Seriously, hawk, I heart you. Your thought process just amuses me so :tongue:


----------



## Lizabeth (Aug 3, 2014)

Owner Of A Lonely Heart said:


> *Love* (I'm always trying to love people as it is the greatest commandment from God),* Originality/Authenticity* (I don't want to be fake or superficial; I want to be me.), *Independence* (I don't want to be left behind. I want to be able to do things or always be self-reliant if I can be.)(I generally don't ask for help, but a lot times I really need it.), *Honesty* (But, I fail or become a hypocrite with this one as I lie quite frequently to my parents about my progress in school because I don't want them worry. And because I don't want to deal with them always being disappointed in me, but that then generally blows up in my face at the end of the year.)
> 
> These values are not changing. Most of these, I feel like I grew up with them.

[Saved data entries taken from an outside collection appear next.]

use std::sync::atomic::{AtomicU64, Ordering};

use crossbeam_utils::CachePadded;

/// Internal call counters. All fields are atomic to allow for lock-free
/// updates from any task.
#[derive(Debug, Default)]
pub(crate) struct Metrics {
  /// Every invocation of the wrapper.
  total_calls: CachePadded<AtomicU64>,
  /// Invocations that dispatched a producer call instead of reusing or
  /// coalescing.
  passed_through_calls: CachePadded<AtomicU64>,
}

impl Metrics {
  pub(crate) fn new() -> Self {
    Self::default()
  }

  #[inline]
  pub(crate) fn record_call(&self) {
    self.total_calls.fetch_add(1, Ordering::Relaxed);
  }

  #[inline]
  pub(crate) fn record_pass_through(&self) {
    self.passed_through_calls.fetch_add(1, Ordering::Relaxed);
  }

  /// A point-in-time snapshot. Leaves the counters untouched.
  pub(crate) fn snapshot(&self) -> HitRateReport {
    HitRateReport {
      total_calls: self.total_calls.load(Ordering::Relaxed),
      passed_through_calls: self.passed_through_calls.load(Ordering::Relaxed),
    }
  }

  /// Takes the counters accumulated since the previous drain, resetting both
  /// to zero. One reporter tick consumes exactly one accumulation window.
  pub(crate) fn drain(&self) -> HitRateReport {
    HitRateReport {
      total_calls: self.total_calls.swap(0, Ordering::Relaxed),
      passed_through_calls: self.passed_through_calls.swap(0, Ordering::Relaxed),
    }
  }
}

/// A snapshot of the wrapper's call counters, as delivered to the hit-rate
/// report handler on every tick and returned by
/// [`Throttled::statistics`](crate::Throttled::statistics).
#[derive(Debug, Clone, Copy, PartialEq, Eq)]
pub struct HitRateReport {
  /// The number of invocations observed in the window.
  pub total_calls: u64,
  /// The number of invocations that reached the producer, i.e. dispatched a
  /// refresh instead of being served from cache or coalesced.
  pub passed_through_calls: u64,
}

impl HitRateReport {
  /// The fraction of calls shielded from the producer, in `0.0..=1.0`.
  /// Returns `0.0` for an empty window.
  pub fn hit_ratio(&self) -> f64 {
    if self.total_calls == 0 {
      0.0
    } else {
      1.0 - self.passed_through_calls as f64 / self.total_calls as f64
    }
  }
}
use crate::flight::Flight;
use crate::key::CacheKey;
use crate::shared::ThrottleShared;

use std::sync::Arc;

use log::{debug, warn};
use tokio::time::sleep;

/// Runs one dispatched refresh to completion and settles its flight.
///
/// The producer is invoked at most `retry_count + 1` times. A failure is
/// suppressed whenever an unexpired previous result exists (stale-while-error
/// fallback) or retries remain; only the final, fallback-less failure reaches
/// the coalesced callers.
pub(crate) async fn run_refresh<A, T, E>(
  shared: Arc<ThrottleShared<A, T, E>>,
  key: CacheKey,
  args: A,
  flight: Arc<Flight<T, E>>,
) where
  A: Clone + Send + 'static,
  T: Send + Sync + 'static,
  E: Send + Sync + 'static,
{
  let mut retries_remaining = shared.retry_count;

  let outcome = loop {
    match (shared.producer)(args.clone()).await {
      Ok(value) => {
        let value = Arc::new(value);
        shared
          .tables
          .lock()
          .results
          .insert(key, Arc::clone(&value));
        break Ok(value);
      }
      Err(error) => {
        // An unexpired previous result wins over the failure; every
        // coalesced caller receives it instead of the rejection.
        if let Some(previous) = shared.tables.lock().results.get(&key) {
          warn!("producer failed for {:?}; serving last-known-good result", key);
          break Ok(previous);
        }

        if retries_remaining > 0 {
          retries_remaining -= 1;
          let pause = shared.retry_pause();
          debug!(
            "producer failed for {:?}; retrying in {:?} ({} retries left)",
            key, pause, retries_remaining
          );
          if !pause.is_zero() {
            sleep(pause).await;
          }
          continue;
        }

        break Err(Arc::new(error));
      }
    }
  };

  if outcome.is_err() {
    // A failed dispatch must not sit on the refresh window: drop the pending
    // marker so the next invocation re-dispatches. The identity check spares
    // the marker of a dispatch that already superseded this one.
    let mut tables = shared.tables.lock();
    tables
      .pending
      .remove_if(&key, |entry| Arc::ptr_eq(entry, &flight));
  }

  flight.settle(outcome);
}
use crate::flight::Flight;
use crate::key::CacheKey;
use crate::metrics::HitRateReport;
use crate::shared::ThrottleShared;

use std::fmt;
use std::sync::Arc;

use log::{debug, trace, warn};
use serde::Serialize;

/// A caching, throttling handle around an asynchronous producer function.
///
/// Built with [`ThrottleBuilder`](crate::ThrottleBuilder). Cloning is cheap
/// and every clone shares the same cache state, counters, and reporter; the
/// state is owned by the handles, never by a process-wide singleton.
pub struct Throttled<A, T, E> {
  pub(crate) shared: Arc<ThrottleShared<A, T, E>>,
}

impl<A, T, E> Clone for Throttled<A, T, E> {
  fn clone(&self) -> Self {
    Self {
      shared: Arc::clone(&self.shared),
    }
  }
}

impl<A, T, E> fmt::Debug for Throttled<A, T, E> {
  fn fmt(&self, f: &mut fmt::Formatter<'_>) -> fmt::Result {
    f.debug_struct("Throttled")
      .field("shared", &self.shared)
      .finish()
  }
}

impl<A, T, E> Throttled<A, T, E>
where
  A: Serialize + Clone + Send + 'static,
  T: Send + Sync + 'static,
  E: Send + Sync + 'static,
{
  /// Invokes the wrapped producer through the cache.
  ///
  /// Within the refresh window, calls for structurally equal arguments are
  /// served from cache or coalesced onto the outstanding producer call; an
  /// unexpired cached result is returned immediately even while a refresh is
  /// in flight. Fails with the producer's error only when retries are
  /// exhausted and no unexpired previous result exists.
  ///
  /// Dropping the returned future never cancels a dispatched producer call.
  pub async fn invoke(&self, args: A) -> Result<Arc<T>, Arc<E>> {
    self.shared.metrics.record_call();

    let key = match CacheKey::derive(&self.shared.key_hasher, &args) {
      Some(key) => key,
      None => return self.pass_through(args).await,
    };

    let flight = {
      let mut tables = self.shared.tables.lock();

      let flight = match tables.pending.get(&key) {
        Some(flight) => flight,
        None => {
          // The refresh window elapsed, nothing was ever dispatched, or the
          // prior dispatch failed without a fallback. The new marker lands
          // in the table inside this critical section, so a concurrent
          // invocation observes "already pending" and attaches to this
          // flight instead of dispatching a duplicate call.
          let flight = Arc::new(Flight::new());
          tables.pending.insert(key, Arc::clone(&flight));
          self.shared.metrics.record_pass_through();
          debug!("dispatching producer call for {:?}", key);
          ThrottleShared::spawn_refresh(
            Arc::clone(&self.shared),
            key,
            args,
            Arc::clone(&flight),
          );
          flight
        }
      };

      // Stale-while-revalidate: an unexpired result short-circuits even
      // while a refresh is in flight.
      if let Some(value) = tables.results.get(&key) {
        trace!("serving cached result for {:?}", key);
        return Ok(value);
      }

      flight
    };

    flight.outcome().await
  }

  /// Contract-violation path: the argument value could not be serialized, so
  /// no key exists to cache or coalesce under. The producer is called
  /// directly, once.
  async fn pass_through(&self, args: A) -> Result<Arc<T>, Arc<E>> {
    warn!("argument value is not serializable; bypassing the cache");
    self.shared.metrics.record_pass_through();
    match (self.shared.producer)(args).await {
      Ok(value) => Ok(Arc::new(value)),
      Err(error) => Err(Arc::new(error)),
    }
  }

  /// Atomically empties both cache tables.
  ///
  /// Producer calls already dispatched are not cancelled; each eventual
  /// outcome is still written into the (possibly repopulated) result table.
  pub fn clear_cache(&self) {
    let mut tables = self.shared.tables.lock();
    tables.pending.clear();
    tables.results.clear();
  }

  /// Removes one key's entries from both tables, so the next call for these
  /// arguments re-invokes the producer. Returns whether a result entry was
  /// removed. An in-flight call for the key is not cancelled.
  pub fn invalidate(&self, args: &A) -> bool {
    let key = match CacheKey::derive(&self.shared.key_hasher, args) {
      Some(key) => key,
      None => return false,
    };
    let mut tables = self.shared.tables.lock();
    tables.pending.remove(&key);
    tables.results.remove(&key).is_some()
  }

  /// Whether an unexpired result is cached for these arguments.
  pub fn is_cached(&self, args: &A) -> bool {
    match CacheKey::derive(&self.shared.key_hasher, args) {
      Some(key) => self.shared.tables.lock().results.contains(&key),
      None => false,
    }
  }

  /// A snapshot of the call counters accumulated since construction or since
  /// the last reporter tick. Does not reset them.
  pub fn statistics(&self) -> HitRateReport {
    self.shared.metrics.snapshot()
  }
}
use std::collections::VecDeque;
use std::future::Future;
use std::pin::Pin;
use std::sync::Arc;
use std::task::{Context, Poll, Waker};

use futures_util::future::BoxFuture;
use parking_lot::Mutex;

/// The settled result of one dispatched producer call, shared by every
/// coalesced caller. The value and the error both live behind an `Arc` so
/// neither `T: Clone` nor `E: Clone` is required.
pub(crate) type Outcome<T, E> = Result<Arc<T>, Arc<E>>;

/// The type-erased producer function the wrapper shields.
pub(crate) type Producer<A, T, E> =
  Arc<dyn Fn(A) -> BoxFuture<'static, Result<T, E>> + Send + Sync>;

/// The internal state of a dispatched producer call.
enum State<T, E> {
  InFlight,
  Settled(Outcome<T, E>),
}

struct Inner<T, E> {
  state: State<T, E>,
  waiters: VecDeque<Waker>,
}

/// One dispatched producer call that multiple invocations can await
/// simultaneously. Settles exactly once; every waiter observes the identical
/// outcome.
pub(crate) struct Flight<T, E> {
  inner: Mutex<Inner<T, E>>,
}

impl<T, E> Flight<T, E> {
  /// Creates a new `Flight` in the in-flight state.
  pub(crate) fn new() -> Self {
    Self {
      inner: Mutex::new(Inner {
        state: State::InFlight,
        waiters: VecDeque::new(),
      }),
    }
  }

  /// Settles the flight with an outcome, waking all waiters.
  pub(crate) fn settle(&self, outcome: Outcome<T, E>) {
    let mut inner = self.inner.lock();
    inner.state = State::Settled(outcome);
    for waiter in inner.waiters.drain(..) {
      waiter.wake();
    }
  }

  /// Waits for the flight to settle.
  pub(crate) async fn outcome(&self) -> Outcome<T, E> {
    self.await
  }
}

impl<T, E> Future for &Flight<T, E> {
  type Output = Outcome<T, E>;

  fn poll(self: Pin<&mut Self>, cx: &mut Context<'_>) -> Poll<Self::Output> {
    let mut inner = self.inner.lock();
    match &inner.state {
      State::Settled(outcome) => Poll::Ready(outcome.clone()),
      State::InFlight => {
        inner.waiters.push_back(cx.waker().clone());
        Poll::Pending
      }
    }
  }
}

Okay, this one is interesting...because your answers kind of border Fi/Fe for me. But I'm kindofsorta leaning a bit to the Fe side. I'm not an expert on Fe (or any of this stuff for that matter) though...

When you say that you grow up with these values, where do you think they came from? Were they taught to you or did you just kind of discover them?


----------



## Alette (May 31, 2014)

@Owner Of A Lonely Heart I agree with what @Pucca says in terms of you being an ESFP over ENFP. I thought the XSFP typing was correct.


----------



## Owner Of A Lonely Heart (Jun 5, 2012)

Jinsei said:


> * SCENARIO 6
> 
> You are having a nice conversation with one or two close friends. There is a lull in the conversation and there is the opportunity for someone to steer it onto a new topic of their choice.
> *​*
> ...


 I probably would steer the conversation towards games, movies, tv shows, books, or music. I hope someone would bring up something funny or something easy to relate to. These topics are what I know most about or what I would feel like I would sound smart or well informed if I was talking about these topics. These topics are exciting, versatile, and broad enough that everyone can join in or feel like that have something that they could add about these topics so no one would be left out. 



> * SCENARIO 7
> 
> You are the manager and an employee has just presented you two courses of action pertaining to a project you had him/her working on. You need to make a decision on which course of action to implement.
> 
> ...


I would go with COA 2; even though it's less efficient and not nearly effective, it at least does not bend the rules. If you are start bending the rules for one thing, others will seek to bend the rules more often, or there could possibly legal issues or fraud that could develop later with COA 1, depending on which rules are bent. I would rather be safe than sorry when dealing with a company as a whole. While COA 1 might be easier, efficient, or effective, it overall puts a break in the system. If all the employees of the company know that you let this one rule slide, others try over and over to get you slide on the rules again. I cannot back this sort of action. COA 2 in my mind is the obvious better choice; it may take more money and resources, but at least, I'll have respectable company. Or at least, I will have discipline. Or at least, my company will hold out in the long run while the other one company that follows a COA 1 plan will wither away or become non-upstanding. 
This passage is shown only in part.